Émonde d'une histoire millénaire, l’olivier incarne dans notre pays, l’Algérie, plus qu’une simple culture agricole. Présent en particulier dans les paysages du nord et de l’ouest, cet arbre emblématique est le symbole de résilience et de prospérité, offrant surtout aux populations locales l’un des trésors les plus prisés, l’huile d’olive. Fruit d’un savoir-faire ancestral, ce produit occupe une place centrale dans la vie quotidienne des Algériens, des traditions culinaires aux rituels sociaux.

Il faut souligner que l’Algérie figure parmi les principaux acteurs mondiaux de l’oléiculture en occupant, selon les dernières données du Conseil oléicole international (COI), la quatrième place pour la production d’olives de table et se classe septième pour les superficies dédiées à l’olivier. Longtemps perçue comme une activité essentiellement artisanale et tournée vers les besoins locaux, la filière oléicole s’affirme désormais comme un levier économique majeur. Le pays, qui dispose d’un vaste potentiel oléicole dans ses régions du Nord et dont les plantations s’étendent progressivement vers le sud, mise aujourd’hui sur la modernisation de ses procédés et sur la valorisation de son huile d’olive afin de mieux s’inscrire dans les échanges internationaux. Les pouvoirs publics ont engagé des investissements importants pour soutenir les producteurs, améliorer les rendements et hausser les standards de qualité, avec l’objectif de hisser la production nationale au niveau des exigences mondiales.

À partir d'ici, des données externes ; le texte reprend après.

//! The habitat quality model.
//!
//! Degradation sources ("threats") are blurred over their effect distance,
//! weighted by per-landcover sensitivity and by relative protection, and
//! summed into a degradation score. Habitat quality follows a half-saturation
//! response: pristine habitat scores 1, quality falls toward 0 as degradation
//! grows. With a baseline landcover the run also emits a rarity index, the
//! per-code loss of area relative to that baseline.

use std::collections::BTreeMap;
use std::fs;

use camino::{Utf8Path, Utf8PathBuf};
use console::style;
use tracing::info;

use crate::artifact::{ArtifactKey, ArtifactStore};
use crate::error::{ConfigError, GeoError, ModelError, TableKind};
use crate::graph::TaskGraph;
use crate::kernel::KernelSpec;
use crate::pipeline::RunSummary;
use crate::raster::Raster;
use crate::scenario::Table;
use crate::task::Op;

/// How a threat's influence falls off with distance.
#[derive(Debug, Clone, Copy, PartialEq, Eq)]
pub enum DecayShape {
    Linear,
    Exponential,
}

#[derive(Debug, Clone)]
pub struct HabitatQualityConfig {
    pub workspace_dir: Utf8PathBuf,
    pub results_suffix: String,
    pub landcover_raster_path: Utf8PathBuf,
    /// Baseline landcover; providing one enables the rarity output.
    pub baseline_raster_path: Option<Utf8PathBuf>,
    /// Relative protection against threats in `[0, 1]`; absent means fully
    /// accessible everywhere.
    pub access_raster_path: Option<Utf8PathBuf>,
    /// Rows of `threat,max_dist,weight,decay`; distances are in map units.
    pub threats_table_path: Utf8PathBuf,
    /// Rows of `lucode,habitat,l_<threat>...`, one sensitivity column per
    /// threat named in the threats table.
    pub sensitivity_table_path: Utf8PathBuf,
    /// Intensity raster per threat named in the threats table.
    pub threat_rasters: BTreeMap<String, Utf8PathBuf>,
    /// Degradation level at which quality drops to half.
    pub half_saturation: f64,
    pub n_workers: usize,
}

#[derive(Debug, Clone)]
struct Threat {
    name: String,
    max_dist: f64,
    /// Normalized so all threat weights sum to 1.
    weight: f64,
    decay: DecayShape,
}

/// Parsed and cross-validated threat and sensitivity tables.
#[derive(Debug, Clone)]
struct ThreatVariables {
    threats: Vec<Threat>,
    /// Habitat presence per landcover code.
    habitat: BTreeMap<i64, f64>,
    /// Per-threat sensitivity per landcover code.
    sensitivity: BTreeMap<String, BTreeMap<i64, f64>>,
}

impl ThreatVariables {
    fn build(
        threats_table_path: &Utf8Path,
        sensitivity_table_path: &Utf8Path,
    ) -> Result<Self, ConfigError> {
        let threats_table = Table::read(threats_table_path, TableKind::Threats)?;
        let sens_table = Table::read(sensitivity_table_path, TableKind::Sensitivity)?;

        let mut threats: Vec<Threat> = Vec::with_capacity(threats_table.len());
        for row in 0..threats_table.len() {
            let name = threats_table.text(row, "threat")?.to_lowercase();
            if threats.iter().any(|t| t.name == name) {
                return Err(ConfigError::DuplicateKey {
                    table: TableKind::Threats,
                    key: name,
                });
            }
            let decay = match threats_table.text(row, "decay")?.to_lowercase().as_str() {
                "linear" => DecayShape::Linear,
                "exponential" => DecayShape::Exponential,
                other => {
                    return Err(ConfigError::UnknownDecay {
                        threat: name,
                        value: other.to_owned(),
                    });
                }
            };
            threats.push(Threat {
                max_dist: threats_table.number(row, "max_dist")?,
                weight: threats_table.number(row, "weight")?,
                name,
                decay,
            });
        }

        let weight_sum: f64 = threats.iter().map(|t| t.weight).sum();
        if weight_sum.abs() < crate::scenario::NORMALIZATION_TOLERANCE {
            return Err(ConfigError::ZeroWeightSum {
                table: TableKind::Threats,
                column: "weight".into(),
            });
        }
        for threat in &mut threats {
            threat.weight /= weight_sum;
        }

        let mut habitat = BTreeMap::new();
        let mut sensitivity: BTreeMap<String, BTreeMap<i64, f64>> = BTreeMap::new();
        for row in 0..sens_table.len() {
            let raw = sens_table.text(row, "lucode")?;
            let lucode: i64 = raw.parse().map_err(|_| ConfigError::InvalidNumber {
                table: TableKind::Sensitivity,
                column: "lucode".into(),
                value: raw.to_owned(),
            })?;
            if habitat.contains_key(&lucode) {
                return Err(ConfigError::DuplicateKey {
                    table: TableKind::Sensitivity,
                    key: raw.to_owned(),
                });
            }
            habitat.insert(lucode, sens_table.number(row, "habitat")?);
            for threat in &threats {
                let column = format!("l_{}", threat.name);
                sensitivity
                    .entry(threat.name.clone())
                    .or_default()
                    .insert(lucode, sens_table.number(row, &column)?);
            }
        }

        Ok(Self {
            threats,
            habitat,
            sensitivity,
        })
    }
}

/// Run the habitat quality model end to end.
pub fn execute(config: &HabitatQualityConfig) -> Result<RunSummary, ModelError> {
    eprintln!(
        "Running {} model {}.",
        style("habitat quality").green(),
        style(&config.workspace_dir).blue()
    );

    let store = ArtifactStore::new(&config.workspace_dir, &config.results_suffix);
    fs::create_dir_all(store.intermediate_dir().as_std_path())?;

    let mut required = vec![
        &config.landcover_raster_path,
        &config.threats_table_path,
        &config.sensitivity_table_path,
    ];
    required.extend(config.threat_rasters.values());
    required.extend(&config.baseline_raster_path);
    required.extend(&config.access_raster_path);
    for path in required {
        if !path.exists() {
            return Err(ConfigError::MissingFile(path.clone()).into());
        }
    }

    let vars = ThreatVariables::build(&config.threats_table_path, &config.sensitivity_table_path)?;
    for threat in &vars.threats {
        if !config.threat_rasters.contains_key(&threat.name) {
            return Err(ConfigError::MissingThreatRaster(threat.name.clone()).into());
        }
    }

    // The native backend has no resampling, so every grid must align with
    // the landcover, and every landcover code must be in the table.
    let landcover = Raster::load(&config.landcover_raster_path)?;
    let mut aligned: Vec<&Utf8PathBuf> = config.threat_rasters.values().collect();
    aligned.extend(&config.baseline_raster_path);
    aligned.extend(&config.access_raster_path);
    for path in aligned {
        let other = Raster::load(path)?;
        if other.data.dim() != landcover.data.dim() {
            return Err(ModelError::Geo(GeoError::ShapeMismatch(
                landcover.rows(),
                landcover.cols(),
                other.rows(),
                other.cols(),
            )));
        }
    }
    for &value in &landcover.data {
        if value == landcover.nodata {
            continue;
        }
        let code = value.round() as i64;
        if !vars.habitat.contains_key(&code) {
            return Err(ConfigError::UnmappedLandcover { code }.into());
        }
    }

    info!(threats = vars.threats.len(), "wiring habitat quality graph");
    let graph = TaskGraph::new(&store.token_dir(), config.n_workers)?;

    let habitat_path = store.path(&ArtifactKey::HabitatArea);
    let habitat_task = graph.add_task(
        Op::Reclassify {
            base: config.landcover_raster_path.clone(),
            value_map: vars.habitat.clone(),
            values_required: false,
        },
        vec![habitat_path.clone()],
        &[],
    )?;

    // Protection defaults to a raster of ones when no access layer is given.
    let (access_path, access_task) = match &config.access_raster_path {
        Some(path) => (path.clone(), None),
        None => {
            let path = store.path(&ArtifactKey::AccessLayer);
            let task = graph.add_task(
                Op::BlankFromBase {
                    base: config.landcover_raster_path.clone(),
                    fill: 1.0,
                },
                vec![path.clone()],
                &[],
            )?;
            (path, Some(task))
        }
    };

    let mut degradation_bands = Vec::new();
    let mut degradation_deps = Vec::new();
    let mut weights = Vec::new();
    for threat in &vars.threats {
        let kernel_path = store.path(&ArtifactKey::ThreatKernel {
            threat: threat.name.clone(),
        });
        let max_dist_pixels = threat.max_dist / landcover.pixel_size;
        let kernel_op = match threat.decay {
            DecayShape::Linear => Op::LinearDecayKernel {
                max_dist_pixels,
                pixel_size: landcover.pixel_size,
                projection: landcover.projection.clone(),
            },
            DecayShape::Exponential => Op::DecayKernel {
                alpha_pixels: max_dist_pixels,
                pixel_size: landcover.pixel_size,
                projection: landcover.projection.clone(),
            },
        };
        let kernel_task = graph.add_task(kernel_op, vec![kernel_path.clone()], &[])?;

        let filtered_path = store.path(&ArtifactKey::FilteredThreat {
            threat: threat.name.clone(),
        });
        let filtered_task = graph.add_task(
            Op::Convolve {
                signal: config.threat_rasters[&threat.name].clone(),
                kernel: kernel_path,
                ignore_nodata: true,
                mask_nodata: false,
                normalize_kernel: false,
            },
            vec![filtered_path.clone()],
            &[kernel_task],
        )?;

        let sens_path = store.path(&ArtifactKey::ThreatSensitivity {
            threat: threat.name.clone(),
        });
        let sens_task = graph.add_task(
            Op::Reclassify {
                base: config.landcover_raster_path.clone(),
                value_map: vars.sensitivity[&threat.name].clone(),
                values_required: true,
            },
            vec![sens_path.clone()],
            &[],
        )?;

        degradation_bands.push(filtered_path);
        degradation_bands.push(sens_path);
        degradation_deps.push(filtered_task);
        degradation_deps.push(sens_task);
        weights.push(threat.weight);
    }

    degradation_bands.push(access_path);
    degradation_deps.extend(access_task);

    let degradation_path = store.path(&ArtifactKey::DegradationSum);
    let degradation_task = graph.add_task(
        Op::RasterCalc {
            bands: degradation_bands,
            kernel: KernelSpec::Degradation { weights },
        },
        vec![degradation_path.clone()],
        &degradation_deps,
    )?;

    graph.add_task(
        Op::RasterCalc {
            bands: vec![degradation_path, habitat_path],
            kernel: KernelSpec::HabitatQuality {
                half_saturation: config.half_saturation,
            },
        },
        vec![store.path(&ArtifactKey::HabitatQuality)],
        &[degradation_task, habitat_task],
    )?;

    if let Some(baseline) = &config.baseline_raster_path {
        graph.add_task(
            Op::RarityIndex {
                base: baseline.clone(),
                cover: config.landcover_raster_path.clone(),
            },
            vec![store.path(&ArtifactKey::RarityIndex)],
            &[],
        )?;
    }

    graph.close();
    graph.join()?;

    Ok(RunSummary {
        workspace: store.workspace().to_owned(),
        diagnostics: graph.diagnostics(),
        farm_results: None,
    })
}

Mais derrière cette richesse patrimoniale se cachent des défis économiques et environnementaux que les producteurs et les oléifacteurs s’efforcent de relever, oscillant entre modernisation et préservation des traditions. L’oléiculture occupe la deuxième place après les céréales et ce, en termes de superficie cultivée et de production, l’olivier régnant en maître. Véritable pilier de l’agriculture locale, il s’avère être bien plus qu’une simple ressource.

Chaque année, durant la cueillette, les villages et toutes les localités du nord du pays s’animent au son des mains expertes qui extraient des fruits précieux. Dans les montagnes de la commune d’Ath Laâziz, limitrophe de Draâ El Mizan et Boghni, dans la wilaya de Tizi Ouzou, un spectacle intemporel se joue : La récolte des olives. C’est ici, dans le petit village Chekouh, niché sur les hauteurs de la région, que les familles perpétuent une tradition vieille de plusieurs siècles. Nous sommes le jeudi 19 novembre. Au-delà de l’effort physique, c’est aussi un moment de transmission. Les familles partagent les secrets de la récolte.

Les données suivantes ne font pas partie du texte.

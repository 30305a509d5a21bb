//! Task descriptors.
//!
//! A task's callable is a tagged [`Op`] value rather than a closure. The
//! descriptor serializes structurally, so task identity can be hashed from
//! the operation's actual numeric content — no function-pointer comparison,
//! no source introspection. Changing a parameter or bumping a kernel formula
//! revision changes the identity and invalidates the persisted cache token.

use std::collections::BTreeMap;

use anyhow::Context;
use camino::{Utf8Path, Utf8PathBuf};
use serde::{Deserialize, Serialize};

use crate::hash::Hash32;
use crate::kernel::{INDEX_NODATA, KernelSpec};
use crate::raster;
use crate::vector::{self, FarmAttribute, FarmVector};

/// Scheduler-visible lifecycle of a task.
#[derive(Debug, Clone, Copy, PartialEq, Eq)]
pub enum TaskState {
    Pending,
    Scheduled,
    Running,
    Completed,
    Failed,
}

impl TaskState {
    pub fn is_terminal(self) -> bool {
        matches!(self, TaskState::Completed | TaskState::Failed)
    }
}

/// One schedulable unit of work. Targets are written only by `run`, and only
/// for the task that owns them.
#[derive(Debug, Clone, PartialEq, Serialize, Deserialize)]
pub enum Op {
    /// Map integer landcover codes through a lookup table.
    Reclassify {
        base: Utf8PathBuf,
        value_map: BTreeMap<i64, f64>,
        values_required: bool,
    },

    /// Apply a per-pixel kernel across aligned input bands.
    RasterCalc {
        bands: Vec<Utf8PathBuf>,
        kernel: KernelSpec,
    },

    /// Spatial convolution of a signal raster with a kernel raster.
    Convolve {
        signal: Utf8PathBuf,
        kernel: Utf8PathBuf,
        ignore_nodata: bool,
        mask_nodata: bool,
        normalize_kernel: bool,
    },

    /// Build an exponential decay kernel raster for one flight distance.
    DecayKernel {
        alpha_pixels: f64,
        pixel_size: f64,
        projection: String,
    },

    /// Build a linear decay kernel raster reaching zero at `max_dist_pixels`.
    LinearDecayKernel {
        max_dist_pixels: f64,
        pixel_size: f64,
        projection: String,
    },

    /// Per-code rarity of `cover` relative to the `base` landcover.
    RarityIndex {
        base: Utf8PathBuf,
        cover: Utf8PathBuf,
    },

    /// Copy of a base raster filled with a constant.
    BlankFromBase { base: Utf8PathBuf, fill: f32 },

    /// Rewrite the farm vector into the landcover projection.
    ReprojectVector {
        source: Utf8PathBuf,
        projection: String,
    },

    /// Burn a farm attribute onto a copy of a base raster.
    RasterizeAttribute {
        base: Utf8PathBuf,
        vector: Utf8PathBuf,
        attribute: FarmAttribute,
        filter_season: Option<String>,
    },

    /// Zonal aggregation of yield and abundance rasters per farm feature,
    /// producing the farm result vector. Expressed as a task with declared
    /// dependencies rather than a blocking read mid-registration, so the
    /// whole pipeline stays declarative.
    AggregateFarms {
        vector: Utf8PathBuf,
        total_yield: Utf8PathBuf,
        wild_yield: Utf8PathBuf,
        abundance_by_season: BTreeMap<String, Utf8PathBuf>,
    },
}

impl Op {
    /// Input artifact paths read during execution, in declaration order.
    pub fn inputs(&self) -> Vec<Utf8PathBuf> {
        match self {
            Op::Reclassify { base, .. } => vec![base.clone()],
            Op::RasterCalc { bands, .. } => bands.clone(),
            Op::Convolve { signal, kernel, .. } => vec![signal.clone(), kernel.clone()],
            Op::DecayKernel { .. } => vec![],
            Op::LinearDecayKernel { .. } => vec![],
            Op::RarityIndex { base, cover } => vec![base.clone(), cover.clone()],
            Op::BlankFromBase { base, .. } => vec![base.clone()],
            Op::ReprojectVector { source, .. } => vec![source.clone()],
            Op::RasterizeAttribute { base, vector, .. } => vec![base.clone(), vector.clone()],
            Op::AggregateFarms {
                vector,
                total_yield,
                wild_yield,
                abundance_by_season,
            } => {
                let mut inputs = vec![vector.clone(), total_yield.clone(), wild_yield.clone()];
                inputs.extend(abundance_by_season.values().cloned());
                inputs
            }
        }
    }

    /// Identity of the callable itself, covering the operation tag, its
    /// parameters, and (for kernels) the formula revision.
    pub fn identity(&self) -> Hash32 {
        let revision: u16 = match self {
            Op::RasterCalc { kernel, .. } => kernel.revision(),
            _ => 0,
        };
        Hash32::hash_value(&(self, revision))
    }

    pub fn label(&self) -> &'static str {
        match self {
            Op::Reclassify { .. } => "reclassify",
            Op::RasterCalc { .. } => "raster_calc",
            Op::Convolve { .. } => "convolve_2d",
            Op::DecayKernel { .. } => "decay_kernel",
            Op::LinearDecayKernel { .. } => "linear_decay_kernel",
            Op::RarityIndex { .. } => "rarity_index",
            Op::BlankFromBase { .. } => "blank_from_base",
            Op::ReprojectVector { .. } => "reproject_vector",
            Op::RasterizeAttribute { .. } => "rasterize_attribute",
            Op::AggregateFarms { .. } => "aggregate_farms",
        }
    }

    /// Execute against the declared target outputs.
    pub fn run(&self, targets: &[Utf8PathBuf]) -> anyhow::Result<()> {
        let target = targets
            .first()
            .context("task registered without target outputs")?;

        match self {
            Op::Reclassify {
                base,
                value_map,
                values_required,
            } => {
                raster::reclassify(base, value_map, target, INDEX_NODATA, *values_required)?;
            }

            Op::RasterCalc { bands, kernel } => {
                raster::raster_calculator(bands, kernel, target, INDEX_NODATA)?;
            }

            Op::Convolve {
                signal,
                kernel,
                ignore_nodata,
                mask_nodata,
                normalize_kernel,
            } => {
                raster::convolve_2d(
                    signal,
                    kernel,
                    target,
                    *ignore_nodata,
                    *mask_nodata,
                    *normalize_kernel,
                )?;
            }

            Op::DecayKernel {
                alpha_pixels,
                pixel_size,
                projection,
            } => {
                raster::exponential_decay_kernel(*alpha_pixels, target, *pixel_size, projection)?;
            }

            Op::LinearDecayKernel {
                max_dist_pixels,
                pixel_size,
                projection,
            } => {
                raster::linear_decay_kernel(*max_dist_pixels, target, *pixel_size, projection)?;
            }

            Op::RarityIndex { base, cover } => {
                raster::rarity_index(base, cover, target)?;
            }

            Op::BlankFromBase { base, fill } => {
                raster::new_raster_from_base(base, target, *fill)?;
            }

            Op::ReprojectVector { source, projection } => {
                vector::reproject_vector(source, projection, target)?;
            }

            Op::RasterizeAttribute {
                base,
                vector,
                attribute,
                filter_season,
            } => {
                vector::rasterize_vector_attribute(
                    base,
                    vector,
                    attribute,
                    target,
                    filter_season.as_deref(),
                )?;
            }

            Op::AggregateFarms {
                vector,
                total_yield,
                wild_yield,
                abundance_by_season,
            } => {
                aggregate_farms(vector, total_yield, wild_yield, abundance_by_season, target)?;
            }
        }

        Ok(())
    }
}

/// Per-farm yield aggregation: zonal means of total yield, wild yield, and
/// the farm season's total pollinator abundance, combined with the farm's
/// pollinator dependence `nu`.
fn aggregate_farms(
    vector_path: &Utf8Path,
    total_yield: &Utf8Path,
    wild_yield: &Utf8Path,
    abundance_by_season: &BTreeMap<String, Utf8PathBuf>,
    target: &Utf8Path,
) -> anyhow::Result<()> {
    let mut farms = FarmVector::load(vector_path)?;

    let pyt_stats = vector::zonal_statistics(total_yield, vector_path)?;
    let pyw_stats = vector::zonal_statistics(wild_yield, vector_path)?;
    let mut abundance_stats = BTreeMap::new();
    for (season, path) in abundance_by_season {
        abundance_stats.insert(season.clone(), vector::zonal_statistics(path, vector_path)?);
    }

    for (idx, feature) in farms.features.iter_mut().enumerate() {
        let Some(pyt_mean) = pyt_stats[idx].mean() else {
            continue;
        };
        let pyw_mean = pyw_stats[idx].mean().unwrap_or(0.0);
        let p_abund = abundance_stats
            .get(&feature.season)
            .and_then(|stats| stats[idx].mean())
            .unwrap_or(0.0);

        let nu = feature.p_dep;
        feature.results = Some(vector::FarmResults {
            y_tot: 1.0 - nu * (1.0 - pyt_mean),
            y_wild: nu * pyw_mean,
            pdep_y_w: pyw_mean,
            p_abund,
        });
    }

    farms.save(target)?;
    Ok(())
}

#[cfg(test)]
mod tests {
    use super::*;

    #[test]
    fn identity_tracks_kernel_parameters() {
        let a = Op::RasterCalc {
            bands: vec!["a.bsr".into()],
            kernel: KernelSpec::MultiplyScalar { scalar: 0.25 },
        };
        let b = Op::RasterCalc {
            bands: vec!["a.bsr".into()],
            kernel: KernelSpec::MultiplyScalar { scalar: 0.5 },
        };
        assert_ne!(a.identity(), b.identity());
        assert_eq!(a.identity(), a.clone().identity());
    }

    #[test]
    fn identity_tracks_input_paths() {
        let a = Op::Reclassify {
            base: "lulc.bsr".into(),
            value_map: BTreeMap::from([(1, 0.5)]),
            values_required: true,
        };
        let b = Op::Reclassify {
            base: "other.bsr".into(),
            value_map: BTreeMap::from([(1, 0.5)]),
            values_required: true,
        };
        assert_ne!(a.identity(), b.identity());
    }
}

Le moment exact pour cueillir les olives, le soin à apporter aux arbres et l’importance de la patience s’allient pour produire une huile d’olive de qualité. Au centre de cette scène, un vieil homme au visage buriné par le temps et les épreuves attire tous les regards. Ahmed, ou «aâmi Ahmed» comme aiment bien l’appeler les villageois, 81 ans, est le chef de cette famille. Malgré le poids des années, il refuse de se tenir à l’écart. D’un pas lent mais assuré, Ahmed s’avance parmi les oliviers, «armé» d’un bâton traditionnel. «Chaque arbre ici est témoin aussi de beaucoup d’histoires, je l’ai vu grandir, comme mes propres enfants», confie-t-il, le sourire empreint de fierté. Il est accompagné de ses enfants et petits-enfants, venus lui prêter main-forte au début de la campagne oléicole qui s’annonce prometteuse. Les rires des plus jeunes résonnent alors qu’ils grimpent dans les arbres pour secouer les branches, tandis que les femmes s'affairent à ramasser les olives tombées dans de larges filets verts étalés sur le sol. «C’est un travail de famille, et c’est ce qui le rend spécial, l’huile d’olive est chère...», se réjouit Arezki, le fils aîné résidant à Alger, venu aider son père dans la campagne oléicole.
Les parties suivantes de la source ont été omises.